> PROBLEM TO SOLVE
Your task is to restate the data word for word.

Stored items
---+---
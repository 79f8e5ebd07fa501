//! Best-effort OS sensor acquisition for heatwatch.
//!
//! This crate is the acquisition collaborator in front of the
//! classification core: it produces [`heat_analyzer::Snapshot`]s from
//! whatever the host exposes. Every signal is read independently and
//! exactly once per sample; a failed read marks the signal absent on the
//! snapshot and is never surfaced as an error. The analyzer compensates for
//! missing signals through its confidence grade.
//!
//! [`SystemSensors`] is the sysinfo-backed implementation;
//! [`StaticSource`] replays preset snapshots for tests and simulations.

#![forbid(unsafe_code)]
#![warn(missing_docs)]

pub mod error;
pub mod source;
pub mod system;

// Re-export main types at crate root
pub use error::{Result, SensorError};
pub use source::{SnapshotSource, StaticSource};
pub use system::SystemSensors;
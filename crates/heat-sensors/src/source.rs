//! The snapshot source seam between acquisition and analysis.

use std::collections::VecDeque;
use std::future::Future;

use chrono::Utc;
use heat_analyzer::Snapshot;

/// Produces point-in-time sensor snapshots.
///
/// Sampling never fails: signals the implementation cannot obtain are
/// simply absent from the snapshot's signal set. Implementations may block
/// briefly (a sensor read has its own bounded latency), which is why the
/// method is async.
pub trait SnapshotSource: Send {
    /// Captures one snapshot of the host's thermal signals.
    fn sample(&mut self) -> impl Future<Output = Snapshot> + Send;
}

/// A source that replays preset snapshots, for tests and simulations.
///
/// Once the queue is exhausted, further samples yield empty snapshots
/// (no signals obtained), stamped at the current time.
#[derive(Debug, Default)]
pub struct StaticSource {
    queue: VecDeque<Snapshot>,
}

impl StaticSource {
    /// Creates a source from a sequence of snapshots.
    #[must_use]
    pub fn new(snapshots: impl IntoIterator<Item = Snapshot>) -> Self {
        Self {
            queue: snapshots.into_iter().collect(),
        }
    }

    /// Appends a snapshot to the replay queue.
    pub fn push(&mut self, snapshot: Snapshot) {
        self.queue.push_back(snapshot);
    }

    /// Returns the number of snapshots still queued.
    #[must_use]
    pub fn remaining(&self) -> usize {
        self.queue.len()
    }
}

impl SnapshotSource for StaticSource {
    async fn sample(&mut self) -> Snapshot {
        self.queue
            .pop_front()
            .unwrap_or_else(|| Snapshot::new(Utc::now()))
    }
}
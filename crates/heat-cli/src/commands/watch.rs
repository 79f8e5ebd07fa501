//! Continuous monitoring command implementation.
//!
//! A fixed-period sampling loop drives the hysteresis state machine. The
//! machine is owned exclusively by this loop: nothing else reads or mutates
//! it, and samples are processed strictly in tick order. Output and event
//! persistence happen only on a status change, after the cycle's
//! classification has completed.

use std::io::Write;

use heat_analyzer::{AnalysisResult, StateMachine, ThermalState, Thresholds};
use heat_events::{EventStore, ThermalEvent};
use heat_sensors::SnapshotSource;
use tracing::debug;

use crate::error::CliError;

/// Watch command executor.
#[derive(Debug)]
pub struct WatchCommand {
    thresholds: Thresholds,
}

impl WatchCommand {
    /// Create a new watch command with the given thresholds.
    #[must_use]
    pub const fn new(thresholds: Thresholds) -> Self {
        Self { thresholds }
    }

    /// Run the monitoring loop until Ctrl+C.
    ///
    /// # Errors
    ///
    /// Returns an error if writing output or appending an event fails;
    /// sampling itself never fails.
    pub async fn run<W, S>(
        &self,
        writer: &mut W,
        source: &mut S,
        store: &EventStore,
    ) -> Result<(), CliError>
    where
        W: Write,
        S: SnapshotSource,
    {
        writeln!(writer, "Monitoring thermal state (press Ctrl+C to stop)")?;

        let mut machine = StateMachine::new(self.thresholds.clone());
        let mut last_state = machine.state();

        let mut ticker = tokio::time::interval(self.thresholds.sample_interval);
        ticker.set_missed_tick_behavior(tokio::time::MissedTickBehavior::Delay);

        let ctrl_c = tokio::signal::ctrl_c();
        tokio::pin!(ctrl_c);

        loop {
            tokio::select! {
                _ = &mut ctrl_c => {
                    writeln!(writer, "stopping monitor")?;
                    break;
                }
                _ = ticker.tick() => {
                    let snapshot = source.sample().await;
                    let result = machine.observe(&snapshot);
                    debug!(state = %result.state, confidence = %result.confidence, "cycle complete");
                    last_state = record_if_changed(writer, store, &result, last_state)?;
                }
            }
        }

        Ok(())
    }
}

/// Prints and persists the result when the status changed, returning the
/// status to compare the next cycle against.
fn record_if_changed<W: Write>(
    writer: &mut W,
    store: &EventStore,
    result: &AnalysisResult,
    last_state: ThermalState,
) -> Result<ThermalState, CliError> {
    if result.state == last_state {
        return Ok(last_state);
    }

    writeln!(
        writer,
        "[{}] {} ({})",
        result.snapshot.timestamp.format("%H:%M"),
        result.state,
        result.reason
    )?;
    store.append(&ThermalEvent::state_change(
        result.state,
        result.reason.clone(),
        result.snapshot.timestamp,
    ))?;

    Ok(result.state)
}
---+---
> YOUR SOLUTION
repository 79f8e5ebd07fa501
//! Best-effort OS sensor acquisition for heatwatch.
//!
//! This crate is the acquisition collaborator in front of the
//! classification core: it produces [`heat_analyzer::Snapshot`]s from
//! whatever the host exposes. Every signal is read independently and
//! exactly once per sample; a failed read marks the signal absent on the
//! snapshot and is never surfaced as an error. The analyzer compensates for
//! missing signals through its confidence grade.
//!
//! [`SystemSensors`] is the sysinfo-backed implementation;
//! [`StaticSource`] replays preset snapshots for tests and simulations.

#![forbid(unsafe_code)]
#![warn(missing_docs)]

pub mod error;
pub mod source;
pub mod system;

// Re-export main types at crate root
pub use error::{Result, SensorError};
pub use source::{SnapshotSource, StaticSource};
pub use system::SystemSensors;
filename crates/heat-sensors/src/source.rs
//! The snapshot source seam between acquisition and analysis.

use std::collections::VecDeque;
use std::future::Future;

use chrono::Utc;
use heat_analyzer::Snapshot;

/// Produces point-in-time sensor snapshots.
///
/// Sampling never fails: signals the implementation cannot obtain are
/// simply absent from the snapshot's signal set. Implementations may block
/// briefly (a sensor read has its own bounded latency), which is why the
/// method is async.
pub trait SnapshotSource: Send {
    /// Captures one snapshot of the host's thermal signals.
    fn sample(&mut self) -> impl Future<Output = Snapshot> + Send;
}

/// A source that replays preset snapshots, for tests and simulations.
///
/// Once the queue is exhausted, further samples yield empty snapshots
/// (no signals obtained), stamped at the current time.
#[derive(Debug, Default)]
pub struct StaticSource {
    queue: VecDeque<Snapshot>,
}

impl StaticSource {
    /// Creates a source from a sequence of snapshots.
    #[must_use]
    pub fn new(snapshots: impl IntoIterator<Item = Snapshot>) -> Self {
        Self {
            queue: snapshots.into_iter().collect(),
        }
    }

    /// Appends a snapshot to the replay queue.
    pub fn push(&mut self, snapshot: Snapshot) {
        self.queue.push_back(snapshot);
    }

    /// Returns the number of snapshots still queued.
    #[must_use]
    pub fn remaining(&self) -> usize {
        self.queue.len()
    }
}

impl SnapshotSource for StaticSource {
    async fn sample(&mut self) -> Snapshot {
        self.queue
            .pop_front()
            .unwrap_or_else(|| Snapshot::new(Utc::now()))
    }
}
filename crates/heat-cli/src/commands/watch.rs
repository 79f8e5ebd07fa501
//! Continuous monitoring command implementation.
//!
//! A fixed-period sampling loop drives the hysteresis state machine. The
//! machine is owned exclusively by this loop: nothing else reads or mutates
//! it, and samples are processed strictly in tick order. Output and event
//! persistence happen only on a status change, after the cycle's
//! classification has completed.

use std::io::Write;

use heat_analyzer::{AnalysisResult, StateMachine, ThermalState, Thresholds};
use heat_events::{EventStore, ThermalEvent};
use heat_sensors::SnapshotSource;
use tracing::debug;

use crate::error::CliError;

/// Watch command executor.
#[derive(Debug)]
pub struct WatchCommand {
    thresholds: Thresholds,
}

impl WatchCommand {
    /// Create a new watch command with the given thresholds.
    #[must_use]
    pub const fn new(thresholds: Thresholds) -> Self {
        Self { thresholds }
    }

    /// Run the monitoring loop until Ctrl+C.
    ///
    /// # Errors
    ///
    /// Returns an error if writing output or appending an event fails;
    /// sampling itself never fails.
    pub async fn run<W, S>(
        &self,
        writer: &mut W,
        source: &mut S,
        store: &EventStore,
    ) -> Result<(), CliError>
    where
        W: Write,
        S: SnapshotSource,
    {
        writeln!(writer, "Monitoring thermal state (press Ctrl+C to stop)")?;

        let mut machine = StateMachine::new(self.thresholds.clone());
        let mut last_state = machine.state();

        let mut ticker = tokio::time::interval(self.thresholds.sample_interval);
        ticker.set_missed_tick_behavior(tokio::time::MissedTickBehavior::Delay);

        let ctrl_c = tokio::signal::ctrl_c();
        tokio::pin!(ctrl_c);

        loop {
            tokio::select! {
                _ = &mut ctrl_c => {
                    writeln!(writer, "stopping monitor")?;
                    break;
                }
                _ = ticker.tick() => {
                    let snapshot = source.sample().await;
                    let result = machine.observe(&snapshot);
                    debug!(state = %result.state, confidence = %result.confidence, "cycle complete");
                    last_state = record_if_changed(writer, store, &result, last_state)?;
                }
            }
        }

        Ok(())
    }
}

/// Prints and persists the result when the status changed, returning the
/// status to compare the next cycle against.
fn record_if_changed<W: Write>(
    writer: &mut W,
    store: &EventStore,
    result: &AnalysisResult,
    last_state: ThermalState,
) -> Result<ThermalState, CliError> {
    if result.state == last_state {
        return Ok(last_state);
    }

    writeln!(
        writer,
        "[{}] {} ({})",
        result.snapshot.timestamp.format("%H:%M"),
        result.state,
        result.reason
    )?;
    store.append(&ThermalEvent::state_change(
        result.state,
        result.reason.clone(),
        result.snapshot.timestamp,
    ))?;

    Ok(result.state)
}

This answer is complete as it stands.